Gentry v. Williams Bros.

10 P.2d 856 | Kan. | 1932

The opinion of the court was delivered by

Sloan, J.:

This is an appeal from the order of the district court of Miami county affirming the award of the commissioner of workmen’s compensation wherein the commissioner allowed compensation to the workman.

The appellee was an employee of the Williams Brothers Construction Company, and the Zurick General Accident and Liability Insurance Company was the insurance carrier. The evidence is to the effect that on October 24, 1930, the appellee was lifting and rolling heavy rocks into a pipe-line ditch and while so engaged felt a burning, stinging sensation in his right groin. He immediately became nauseated and was unable to continue his work. He was examined by a physician, who found that he was suffering from an inguinal hernia which was of recent origin. The appellant offered to pay all the necessary expenses of an operation to relieve the condition caused by the injury. The appellee refused the offer, assigning as his reason that he was “deathly scared of hospitals.” Dr. A. W. Fairchild testified that he had examined the appellee and found he was suffering from a recent hernia; that the recognized treatment for such hernia is a surgical operation; that in practically all cases a cure would be effected and barring unexpected developments, such as in*409fection, the patient would be able to work in six or eight weeks. Doctor Nesselrode’ testified that he did not examine the appellee, but from the history and description of the injury which resulted in the hernia the only and proper treatment is a surgical operation; that it is not a dangerous operation, and a complete recovery is expected in 100 per cent of the cases.

The commissioner found that the appellee sustained personal injury by accident arising out of and in the course of his employment, and was entitled to compensation for twelve weeks at the rate of $14.70 per week. “It is further found that the commissioner of workmen’s compensation cannot compel the claimant to submit to a hernia operation.” An award was made in accordance with the findings of the commissioner. An appeal was taken to the district court, and the court, without additional findings, adopted the findings of the commissioner and entered judgment accordingly.
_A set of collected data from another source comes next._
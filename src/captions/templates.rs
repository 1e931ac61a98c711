use serde::{Deserialize, Serialize};
use std::collections::BTreeMap;

/// Content category a caption template (and the classifier) speaks for.
/// Every category the classifier can emit has at least one template here.
#[derive(Debug, Clone, Copy, PartialEq, Eq, Serialize, Deserialize)]
#[serde(rename_all = "lowercase")]
pub enum Category {
    Product,
    Promotion,
    Seasonal,
    Milestone,
    Educational,
    Bts,
    Celebration,
    Engagement,
}

impl Category {
    pub fn as_str(&self) -> &'static str {
        match self {
            Category::Product => "product",
            Category::Promotion => "promotion",
            Category::Seasonal => "seasonal",
            Category::Milestone => "milestone",
            Category::Educational => "educational",
            Category::Bts => "bts",
            Category::Celebration => "celebration",
            Category::Engagement => "engagement",
        }
    }

    /// Parses a category name from a request. `behind-the-scenes` is accepted
    /// as an alias for `bts`.
    pub fn parse(raw: &str) -> Option<Category> {
        match raw.trim().to_lowercase().as_str() {
            "product" => Some(Category::Product),
            "promotion" => Some(Category::Promotion),
            "seasonal" => Some(Category::Seasonal),
            "milestone" => Some(Category::Milestone),
            "educational" => Some(Category::Educational),
            "bts" | "behind-the-scenes" => Some(Category::Bts),
            "celebration" => Some(Category::Celebration),
            "engagement" => Some(Category::Engagement),
            _ => None,
        }
    }
}

/// A static caption pattern with per-destination variants. Bracketed tokens
/// like `[PRODUCT_NAME]` are substituted by [`fill_template`].
pub struct CaptionTemplate {
    pub id: &'static str,
    pub name: &'static str,
    pub category: Category,
    pub telegram: &'static str,
    pub x: &'static str,
    pub linkedin: &'static str,
    pub hashtags: &'static [&'static str],
}

pub const TEMPLATE_LIBRARY: &[CaptionTemplate] = &[
    // PRODUCT LAUNCHES
    CaptionTemplate {
        id: "product-launch-1",
        name: "New Product Drop",
        category: Category::Product,
        telegram: "🚀 Introducing our latest creation!\n\n[PRODUCT_NAME] is here to transform how you [BENEFIT]. Ready to experience the difference?\n\n[LINK]",
        x: "🚀 New drop: [PRODUCT_NAME]\n\nTransform your [BENEFIT] game.\n\n[LINK]",
        linkedin: "✨ Excited to announce the launch of [PRODUCT_NAME]!\n\nAfter months of development and testing, we are bringing you a solution that helps you [BENEFIT].\n\nThis represents our commitment to [VALUE] and delivering real results for our community.\n\nWhat features would you love to see next? Drop your thoughts below! 👇\n\n[LINK]",
        hashtags: &["#productlaunch", "#innovation", "#newproduct", "#tech", "#solution"],
    },
    CaptionTemplate {
        id: "product-feature-1",
        name: "Feature Spotlight",
        category: Category::Product,
        telegram: "⚡ Feature Spotlight\n\nDid you know [PRODUCT_NAME] can do more than you think?\n\nHere is how it works:\n✓ [BENEFIT_1]\n✓ [BENEFIT_2]\n✓ [BENEFIT_3]\n\nTry it today!",
        x: "⚡ [PRODUCT_NAME] tip:\n\n[BENEFIT_1].\n\nGame changer. 🚀",
        linkedin: "⚡ Feature Spotlight: [PRODUCT_NAME]\n\nOne of our favorite capabilities is often overlooked, but it should not be.\n\nHere is why teams love it:\n\n✅ [BENEFIT_1]\n✅ [BENEFIT_2]\n✅ [BENEFIT_3]\n\nWhat is your favorite feature? Let us know in the comments!",
        hashtags: &["#productfeatures", "#howto", "#tips", "#productivity"],
    },
    // PROMOTIONS
    CaptionTemplate {
        id: "sale-promo-1",
        name: "Limited Time Offer",
        category: Category::Promotion,
        telegram: "🔥 FLASH SALE\n\n[DISCOUNT]% OFF everything!\n\n⏰ Ends in [TIME]\n🎁 Use code: [CODE]\n\nDo not miss out → [LINK]",
        x: "🔥 [DISCOUNT]% OFF flash sale\n\nCode: [CODE]\n⏰ Ends [TIME]\n\n[LINK]",
        linkedin: "🔥 Limited Time Opportunity\n\nWe are offering [DISCOUNT]% off for the next [TIME].\n\nUse code [CODE] at checkout.\n\n[LINK]\n\nOffer ends soon. Tag someone who needs to see this!",
        hashtags: &["#sale", "#discount", "#limitedtime", "#offer", "#save"],
    },
    CaptionTemplate {
        id: "free-trial-1",
        name: "Free Trial Offer",
        category: Category::Promotion,
        telegram: "🎁 Try before you buy!\n\nGet [DAYS] days of [PRODUCT] FREE. No credit card required.\n\n👉 [LINK]",
        x: "🎁 Free [DAYS]-day trial\n\nNo CC required.\n\nSee what [PRODUCT] can do.\n\n[LINK]",
        linkedin: "🎁 Experience [PRODUCT] Risk-Free\n\nWe are so confident you will love [PRODUCT] that we are offering [DAYS] days completely free.\n\nNo credit card. No obligations. Just results.\n\n[LINK]",
        hashtags: &["#freetrial", "#trybeforeyoubuy", "#demo", "#saas"],
    },
    // SEASONAL
    CaptionTemplate {
        id: "new-month-1",
        name: "New Month Fresh Start",
        category: Category::Seasonal,
        telegram: "🌟 Happy [MONTH]!\n\nNew month, new goals, new opportunities. What are you building this month?",
        x: "🌟 [MONTH] is here\n\nNew goals. New wins.\n\nWhat are you building? 👇",
        linkedin: "🌟 Welcome, [MONTH]!\n\nAs we turn the page to a new month, it is the perfect time to reflect and reset.\n\nOur team is focused on:\n• [GOAL_1]\n• [GOAL_2]\n• [GOAL_3]\n\nWhat are your priorities for [MONTH]? Share below!",
        hashtags: &["#newmonth", "#goals", "#freshstart", "#motivation"],
    },
    CaptionTemplate {
        id: "holiday-1",
        name: "Holiday Greeting",
        category: Category::Seasonal,
        telegram: "🎄 Happy [HOLIDAY]!\n\nWishing you and yours a wonderful celebration.\n\nFrom all of us at [BRAND] 💚",
        x: "🎄 Happy [HOLIDAY]!\n\nWishing you joy and rest.\n\nFrom [BRAND] 💚",
        linkedin: "🎄 Season's Greetings from [BRAND]\n\nAs we celebrate [HOLIDAY], we want to express our gratitude for our incredible community, partners, and team.\n\nHere is to a prosperous [YEAR] ahead! 🥂",
        hashtags: &["#holiday", "#seasonsgreetings", "#celebration"],
    },
    // MILESTONES
    CaptionTemplate {
        id: "milestone-1",
        name: "Company Milestone",
        category: Category::Milestone,
        telegram: "🎉 [NUMBER] [MILESTONE]!\n\nThank you to everyone who has been part of this journey.\n\nHere is to the next chapter 🚀",
        x: "🎉 We hit [NUMBER] [MILESTONE]!\n\nCould not have done it without you.\n\nNext stop: bigger goals 🚀",
        linkedin: "🎉 [NUMBER] [MILESTONE] Achieved!\n\nToday marks a significant milestone for [BRAND], and we could not have done it without our community.\n\nWhen we started [STORY], we never imagined [IMPACT].\n\nThank you for being part of our journey. The best is yet to come! 🚀",
        hashtags: &["#milestone", "#celebration", "#growth", "#thankyou"],
    },
    // EDUCATIONAL
    CaptionTemplate {
        id: "tip-1",
        name: "Quick Tip",
        category: Category::Educational,
        telegram: "💡 Quick Tip\n\n[TIP_CONTENT]\n\nSave this for later! 📌",
        x: "💡 [TIP_TITLE]\n\n[TIP_SHORT]\n\nRT to save 📌",
        linkedin: "💡 [TIP_TITLE]: A Strategy That Works\n\n[TIP_CONTENT]\n\nWhy this matters:\n✓ [BENEFIT_1]\n✓ [BENEFIT_2]\n✓ [BENEFIT_3]\n\nHave you tried this? What is your experience?",
        hashtags: &["#tips", "#strategy", "#protips", "#education"],
    },
    CaptionTemplate {
        id: "myth-1",
        name: "Myth Buster",
        category: Category::Educational,
        telegram: "❌ MYTH: [MYTH]\n\n✅ TRUTH: [TRUTH]\n\nDo not fall for common misconceptions. Here is what you need to know 👇",
        x: "❌ Myth: [MYTH]\n✅ Truth: [TRUTH]\n\nStop believing this.\n\nHere is why 👇",
        linkedin: "❌ MYTH vs ✅ REALITY\n\nThere is a dangerous misconception out there:\n\n❌ \"[MYTH]\"\n\nThe reality?\n\n✅ [TRUTH]\n\nWhat myths have you encountered? Let us debunk them together!",
        hashtags: &["#mythbusters", "#facts", "#truth"],
    },
    // BEHIND THE SCENES
    CaptionTemplate {
        id: "bts-1",
        name: "Behind the Scenes",
        category: Category::Bts,
        telegram: "🔧 Behind the scenes\n\n[CONTENT]\n\nThe work you do not usually see 🎬",
        x: "🔧 BTS:\n\n[CONTENT_SHORT]\n\nThe messy middle.",
        linkedin: "🔧 Behind the Scenes at [BRAND]\n\n[CONTENT]\n\nSuccess looks effortless from the outside, but here is what [ACTIVITY] actually looks like:\n\n• [DETAIL_1]\n• [DETAIL_2]\n• [DETAIL_3]\n\nThe result is worth every challenge.",
        hashtags: &["#behindthescenes", "#bts", "#process", "#transparency"],
    },
    // CELEBRATIONS
    CaptionTemplate {
        id: "celebration-1",
        name: "Team Celebration",
        category: Category::Celebration,
        telegram: "🎉 Time to celebrate!\n\n[REASON]\n\nThank you for being part of it 💚",
        x: "🎉 [REASON]\n\nCheers to this community 🥂",
        linkedin: "🎉 Celebrating [REASON]\n\nMoments like this are why we do what we do at [BRAND].\n\nThank you to everyone who made it happen.",
        hashtags: &["#celebration", "#community", "#grateful"],
    },
    // ENGAGEMENT
    CaptionTemplate {
        id: "question-1",
        name: "Community Question",
        category: Category::Engagement,
        telegram: "💬 We want to hear from you!\n\n[QUESTION]\n\nDrop your thoughts below 👇",
        x: "💬 Quick question:\n\n[QUESTION]\n\nLet us know 👇",
        linkedin: "💬 Community Input Needed\n\n[QUESTION]\n\nWe are building with your needs in mind, and your insights matter.\n\nShare your experience in the comments. Our team reads every single one.",
        hashtags: &["#community", "#feedback", "#question", "#engagement"],
    },
    CaptionTemplate {
        id: "testimonial-1",
        name: "Customer Win",
        category: Category::Engagement,
        telegram: "💚 Customer Win\n\n\"[TESTIMONIAL]\"\n\n— [CUSTOMER_NAME]\n\nResults like these fuel our mission 🙏",
        x: "\"[TESTIMONIAL]\"\n\n— [CUSTOMER_NAME]\n\nThis is why we do what we do. 💚",
        linkedin: "💚 Customer Success Story\n\n\"[TESTIMONIAL]\"\n\n— [CUSTOMER_NAME]\n\nWant similar results? Let us talk: [LINK]",
        hashtags: &["#testimonial", "#casestudy", "#success", "#socialproof"],
    },
];

/// First template registered for the category. Falls back to the first
/// engagement template so selection can never come up empty.
pub fn first_for_category(category: Category) -> &'static CaptionTemplate {
    TEMPLATE_LIBRARY
        .iter()
        .find(|t| t.category == category)
        .or_else(|| {
            TEMPLATE_LIBRARY
                .iter()
                .find(|t| t.category == Category::Engagement)
        })
        .expect("template library contains an engagement template")
}

/// Replaces every occurrence of every `[KEY]` present in `values`. Tokens the
/// map does not know stay in the output verbatim, so a caption can carry
/// leftover brackets when a placeholder was not supplied.
pub fn fill_template(template: &str, values: &BTreeMap<String, String>) -> String {
    let mut result = template.to_string();
    for (key, value) in values {
        result = result.replace(&format!("[{}]", key), value);
    }
    result
}

#[cfg(test)]
mod tests {
    use super::*;

    fn values(pairs: &[(&str, &str)]) -> BTreeMap<String, String> {
        pairs
            .iter()
            .map(|(k, v)| (k.to_string(), v.to_string()))
            .collect()
    }

    #[test]
    fn fills_every_occurrence_of_a_token() {
        let out = fill_template(
            "[NAME] meets [NAME] at [PLACE]",
            &values(&[("NAME", "Ada"), ("PLACE", "the lab")]),
        );
        assert_eq!(out, "Ada meets Ada at the lab");
    }

    #[test]
    fn unknown_tokens_stay_verbatim() {
        let out = fill_template("Use code [CODE] before [DEADLINE]", &values(&[("CODE", "SAVE20")]));
        assert_eq!(out, "Use code SAVE20 before [DEADLINE]");
    }

    #[test]
    fn filling_twice_is_idempotent() {
        let map = values(&[("DISCOUNT", "20"), ("TIME", "48 hours")]);
        let once = fill_template("[DISCOUNT]% off, ends in [TIME]", &map);
        let twice = fill_template(&once, &map);
        assert_eq!(once, twice);
    }

    #[test]
    fn token_match_is_case_sensitive() {
        let out = fill_template("[code] vs [CODE]", &values(&[("CODE", "SAVE20")]));
        assert_eq!(out, "[code] vs SAVE20");
    }

    #[test]
    fn every_category_resolves_to_a_template() {
        for category in [
            Category::Product,
            Category::Promotion,
            Category::Seasonal,
            Category::Milestone,
            Category::Educational,
            Category::Bts,
            Category::Celebration,
            Category::Engagement,
        ] {
            let template = first_for_category(category);
            assert_eq!(template.category, category);
            assert!(!template.hashtags.is_empty());
        }
    }

    #[test]
    fn category_parse_accepts_the_bts_alias() {
        assert_eq!(Category::parse("behind-the-scenes"), Some(Category::Bts));
        assert_eq!(Category::parse("Product"), Some(Category::Product));
        assert_eq!(Category::parse("unknown"), None);
    }
}
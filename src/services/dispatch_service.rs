use std::sync::Arc;
use std::time::Duration;

use crate::error::{Error, Result};
use crate::services::config_service::ConfigService;
use crate::services::post_service::PostService;
use crate::services::telegram_service::BotApi;

/// Gap between consecutive sends. Telegram throttles bots that burst
/// messages into the same chat.
const SEND_PACING: Duration = Duration::from_millis(350);

#[derive(Debug, Clone)]
pub struct ItemOutcome {
    pub id: String,
    pub ok: bool,
    pub error: Option<String>,
}

#[derive(Debug, Clone, Default)]
pub struct DispatchOutcome {
    pub sent: usize,
    pub failed: usize,
    pub results: Vec<ItemOutcome>,
}

/// Pushes pending posts to the Telegram channel, oldest first. One bad post
/// does not stop the batch; only unusable credentials do.
#[derive(Clone)]
pub struct DispatchService {
    posts: PostService,
    config: ConfigService,
    bot: Arc<dyn BotApi>,
}

impl DispatchService {
    pub fn new(posts: PostService, config: ConfigService, bot: Arc<dyn BotApi>) -> Self {
        Self { posts, config, bot }
    }

    /// `ids: None` dispatches every pending post. With ids, only those of
    /// them that are still pending go out, so repeating a dispatch never
    /// re-sends anything.
    pub async fn dispatch(
        &self,
        ids: Option<&[String]>,
        override_token: Option<&str>,
        override_channel: Option<&str>,
    ) -> Result<DispatchOutcome> {
        let credentials = self
            .config
            .resolve_credentials(override_token, override_channel)
            .await?;

        let pending = self.posts.pending(ids).await?;
        if pending.is_empty() {
            return Ok(DispatchOutcome::default());
        }

        tracing::info!("dispatching {} pending post(s)", pending.len());
        let mut results = Vec::with_capacity(pending.len());

        for (index, post) in pending.iter().enumerate() {
            if index > 0 {
                tokio::time::sleep(SEND_PACING).await;
            }

            let send = self
                .bot
                .send_photo(
                    &credentials.bot_token,
                    &credentials.channel_id,
                    &post.image_url,
                    post.caption.as_deref(),
                )
                .await;

            match send {
                Ok(()) => {
                    let marked = self.posts.mark_sent(&post.id).await?;
                    if !marked {
                        tracing::warn!("post {} was already marked sent", post.id);
                    }
                    results.push(ItemOutcome {
                        id: post.id.clone(),
                        ok: true,
                        error: None,
                    });
                }
                Err(err) => {
                    let message = match err {
                        Error::BadRequest(msg) => msg,
                        other => other.to_string(),
                    };
                    tracing::warn!("failed to send post {}: {}", post.id, message);
                    results.push(ItemOutcome {
                        id: post.id.clone(),
                        ok: false,
                        error: Some(message),
                    });
                }
            }
        }

        let sent = results.iter().filter(|r| r.ok).count();
        let failed = results.len() - sent;
        tracing::info!("dispatch finished: {} sent, {} failed", sent, failed);

        Ok(DispatchOutcome {
            sent,
            failed,
            results,
        })
    }

    /// The daily cron sends exactly one post, the oldest pending one.
    pub async fn dispatch_next(&self) -> Result<DispatchOutcome> {
        let Some(post) = self.posts.oldest_pending().await? else {
            tracing::info!("daily dispatch: nothing pending");
            return Ok(DispatchOutcome::default());
        };
        self.dispatch(Some(std::slice::from_ref(&post.id)), None, None)
            .await
    }
}
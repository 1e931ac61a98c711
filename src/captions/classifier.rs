use regex::Regex;
use std::collections::BTreeMap;
use std::sync::OnceLock;

use super::templates::Category;

/// Outcome of file name classification: the winning category plus the
/// placeholder values that category's templates expect.
#[derive(Debug, Clone)]
pub struct Classification {
    pub category: Category,
    pub placeholders: BTreeMap<String, String>,
}

/// Ordered keyword rules. The first matching rule wins, so the more specific
/// intents sit ahead of the broader ones (`new-product-sale` is a product
/// announcement, not a promotion).
fn rules() -> &'static [(Regex, Category)] {
    static RULES: OnceLock<Vec<(Regex, Category)>> = OnceLock::new();
    RULES.get_or_init(|| {
        [
            (
                r"product|launch|drop|release|feature|unveil",
                Category::Product,
            ),
            (
                r"sale|promo|discount|offer|deal|flash|percent",
                Category::Promotion,
            ),
            (
                r"season|holiday|christmas|summer|winter|spring|autumn|fall|new year|newyear|month",
                Category::Seasonal,
            ),
            (
                r"milestone|anniversary|\d+k\b|followers|users|subscribers",
                Category::Milestone,
            ),
            (
                r"tip|how to|howto|guide|tutorial|learn|lesson|myth",
                Category::Educational,
            ),
            (
                r"behind|bts|team|office|studio|process|workspace",
                Category::Bts,
            ),
            (
                r"celebrat|party|congrat|cheers|achievement|win",
                Category::Celebration,
            ),
        ]
        .into_iter()
        .map(|(pattern, category)| {
            (
                Regex::new(pattern).expect("hardcoded classifier pattern"),
                category,
            )
        })
        .collect()
    })
}

/// Classifies an image file name into a caption category and derives the
/// placeholder values for it. `None` or an unrecognized name falls back to
/// the engagement category.
pub fn classify(file_name: Option<&str>) -> Classification {
    let cleaned = file_name.map(clean_name).unwrap_or_default();
    let category = if cleaned.is_empty() {
        Category::Engagement
    } else {
        rules()
            .iter()
            .find(|(pattern, _)| pattern.is_match(&cleaned))
            .map(|(_, category)| *category)
            .unwrap_or(Category::Engagement)
    };
    Classification {
        category,
        placeholders: default_placeholders(category, &cleaned),
    }
}

/// Placeholder values for a category picked by the caller rather than by the
/// rules, still derived from the file name where it matters (product names).
pub fn placeholders_for(category: Category, file_name: Option<&str>) -> BTreeMap<String, String> {
    let cleaned = file_name.map(clean_name).unwrap_or_default();
    default_placeholders(category, &cleaned)
}

/// "new-product-sale.png" becomes "New Product Sale", used for alt text.
pub fn humanize_file_name(file_name: &str) -> String {
    title_case(&clean_name(file_name))
}

/// Lowercases, strips the final extension and turns `-`/`_` into spaces so
/// the keyword rules see plain words.
fn clean_name(file_name: &str) -> String {
    let lowered = file_name.trim().to_lowercase();
    let stem = match lowered.rfind('.') {
        Some(idx) => &lowered[..idx],
        None => lowered.as_str(),
    };
    stem.replace(['-', '_'], " ").trim().to_string()
}

/// Uppercases the first letter of each word, used for product names derived
/// from file names and for alt text.
pub fn title_case(input: &str) -> String {
    input
        .split_whitespace()
        .map(|word| {
            let mut chars = word.chars();
            match chars.next() {
                Some(first) => first.to_uppercase().chain(chars).collect::<String>(),
                None => String::new(),
            }
        })
        .collect::<Vec<_>>()
        .join(" ")
}

/// Fixed placeholder values per category. Same input name, same output map;
/// calendar-dependent values (DATE, MONTH, YEAR, BRAND) are layered on by the
/// caption service so this stays a pure function.
fn default_placeholders(category: Category, cleaned: &str) -> BTreeMap<String, String> {
    let pairs: Vec<(&str, String)> = match category {
        Category::Product => {
            let name = if cleaned.is_empty() {
                "Our Latest Product".to_string()
            } else {
                title_case(cleaned)
            };
            vec![
                ("PRODUCT_NAME", name.clone()),
                ("PRODUCT", name),
                ("BENEFIT", "streamline your workflow".to_string()),
                ("BENEFIT_1", "Saves hours every single week".to_string()),
                ("BENEFIT_2", "Works right out of the box".to_string()),
                ("BENEFIT_3", "Scales with your team".to_string()),
                ("VALUE", "innovation".to_string()),
                ("LINK", "Link in bio".to_string()),
            ]
        }
        Category::Promotion => vec![
            ("DISCOUNT", "20".to_string()),
            ("TIME", "48 hours".to_string()),
            ("CODE", "SAVE20".to_string()),
            ("LINK", "Shop now - link in bio".to_string()),
            ("DAYS", "14".to_string()),
            ("PRODUCT", "our platform".to_string()),
        ],
        Category::Seasonal => vec![
            ("HOLIDAY", "the season".to_string()),
            ("GOAL_1", "Ship faster".to_string()),
            ("GOAL_2", "Listen closer to our community".to_string()),
            ("GOAL_3", "Grow together".to_string()),
        ],
        Category::Milestone => vec![
            ("NUMBER", "1,000".to_string()),
            ("MILESTONE", "followers".to_string()),
            ("STORY", "from a small idea".to_string()),
            ("IMPACT", "reaching this many of you".to_string()),
        ],
        Category::Educational => vec![
            ("TIP_TITLE", "Pro Tip".to_string()),
            ("TIP_SHORT", "Consistency beats intensity.".to_string()),
            (
                "TIP_CONTENT",
                "Consistency beats intensity. Show up every day and let the compound effect do the heavy lifting.".to_string(),
            ),
            ("BENEFIT_1", "Builds momentum".to_string()),
            ("BENEFIT_2", "Compounds over time".to_string()),
            ("BENEFIT_3", "Keeps you visible".to_string()),
        ],
        Category::Bts => vec![
            (
                "CONTENT",
                "A peek at what we are building this week.".to_string(),
            ),
            (
                "CONTENT_SHORT",
                "what we are building this week".to_string(),
            ),
            ("ACTIVITY", "shipping a release".to_string()),
            ("DETAIL_1", "Whiteboards full of ideas".to_string()),
            ("DETAIL_2", "Code reviews over coffee".to_string()),
            ("DETAIL_3", "Small wins, every day".to_string()),
        ],
        Category::Celebration => vec![("REASON", "a big win for the team".to_string())],
        Category::Engagement => vec![(
            "QUESTION",
            "What are you working on this week?".to_string(),
        )],
    };
    pairs
        .into_iter()
        .map(|(key, value)| (key.to_string(), value))
        .collect()
}
use axum::{
    http::StatusCode,
    response::{IntoResponse, Json},
};
use serde_json::json;

pub type Result<T> = std::result::Result<T, Error>;

#[derive(Debug, thiserror::Error)]
pub enum Error {
    #[error("Configuration error: {0}")]
    Config(String),

    #[error("Bad request: {0}")]
    BadRequest(String),

    #[error("Unauthorized: {0}")]
    Unauthorized(String),

    #[error("Not found: {0}")]
    NotFound(String),

    #[error("Database error: {0}")]
    Database(sqlx::Error),

    #[error("Validation error: {0}")]
    Validation(#[from] validator::ValidationErrors),

    #[error("JSON error: {0}")]
    Json(#[from] serde_json::Error),

    #[error(transparent)]
    Anyhow(#[from] anyhow::Error),

    #[error("HTTP error: {0}")]
    Reqwest(#[from] reqwest::Error),

    #[error("Internal error: {0}")]
    Internal(String),
}

impl IntoResponse for Error {
    fn into_response(self) -> axum::response::Response {
        let (status, error_message) = match self {
            Error::Config(msg) => (StatusCode::BAD_REQUEST, msg),
            Error::BadRequest(msg) => (StatusCode::BAD_REQUEST, msg),
            Error::Unauthorized(msg) => (StatusCode::UNAUTHORIZED, msg),
            Error::NotFound(msg) => (StatusCode::NOT_FOUND, msg),
            Error::Validation(err) => (StatusCode::BAD_REQUEST, err.to_string()),
            Error::Database(err) => (StatusCode::INTERNAL_SERVER_ERROR, err.to_string()),
            Error::Json(err) => (StatusCode::BAD_REQUEST, err.to_string()),
            Error::Reqwest(err) => (
                StatusCode::BAD_GATEWAY,
                format!("External service error: {}", err),
            ),
            Error::Internal(msg) => (StatusCode::INTERNAL_SERVER_ERROR, msg),
            Error::Anyhow(err) => (StatusCode::BAD_REQUEST, err.to_string()),
        };

        let body = Json(json!({ "error": error_message }));
        (status, body).into_response()
    }
}

impl From<sqlx::Error> for Error {
    fn from(err: sqlx::Error) -> Self {
        match err {
            sqlx::Error::RowNotFound => Error::NotFound("Resource not found".to_string()),
            other => Error::Database(other),
        }
    }
}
The finding with reference to the surgical operation is a conclusion of law. In the light of the circumstances we construe it to mean that the commissioner, or the trial court, has not the power to withhold compensation from an injured workman who refuses to submit to a surgical operation, although it is established that the danger to life is very slight and the probabilities of a permanent cure very great.

The appellant contends that this conclusion is error and insists that under the facts in this case the court should have withheld compensation on the refusal of the appellee to submit to a surgical operation. Many of the states that have adopted a workmen’s compensation act similar to ours have a statutory provision regulating surgical operations. In other states we find no such express provision and there is none in our statute. The purpose of the compensation act is to protect the public, the employer and the employee, and to establish a just and equitable basis for compensation for the workman who is engaged in a hazardous employment. The public is interested in the rehabilitation of injured workmen and the preservation of human life, consequently the first duty imposed on the employer is to provide the service of a physician or surgeon and such medical, surgical and hospital treatment, including nurses, as may be reasonably necessary to cure and relieve the workman from the effect of the injury. (R. S. 1931 Supp. 44-510.) Thus the legislature recognized the necessity and value of- medicine and surgery in effecting relief and restoration of injured workmen. The *410primary duty which the workman owes to himself and society is to make use of every available and reasonable means to make himself whole. If he is not subject to unusual risk and danger from the anesthetic to be employed, or from the nature of the proposed operation, it is his duty to submit to it if it fairly and reasonably appears that such operation will effect a cure.

This question was before the court in Strong v. Iron & Metal Co., 109 Kan. 117, 198 Pac. 182, 18 A. L. R. 415, in which it was said:

“The unreasonable refusal of an injured employee to permit a surgical operation where the danger to life from the operation would be very small, and the probabilities of a permanent cure very large, justifies a court in refusing compensation under the workmen’s compensation law from and after the trial.” (Syl. |f 1.)

In the opinion Mr. Justice Marshall reviewed the authorities, together with similar statutes in other states, and reached the conclusion that the court had the power to withhold compensation where the refusal of the workman to submit to a surgical operation was unreasonable. The court had under consideration in that case the old workmen’s compensation act, but we see no reason why the decision should not apply with equal force to the present statute.

We hold, therefore, that the commissioner, or the trial court, .has the power to withhold compensation where the refusal of the workman to submit to an operation is unreasonable. The reasonableness of the refusal is a question of fact to be determined by the trier of facts. Upon a finding that the proposed surgical operation will not be attended with danger to life or health, or extraordinary suffering, and, according to medical and surgical opinion, offers a reasonable prospect of restoration or relief from the incapacity from which the workman is suffering, it is the duty of the court, or the commissioner, as the case may be, to withhold compensation where the employer offers to pay the expense of such surgical operation and the employee refuses to submit thereto.

The judgment of the district court is reversed, and the court is directed to proceed with the trial of the case in accordance with the views herein expressed.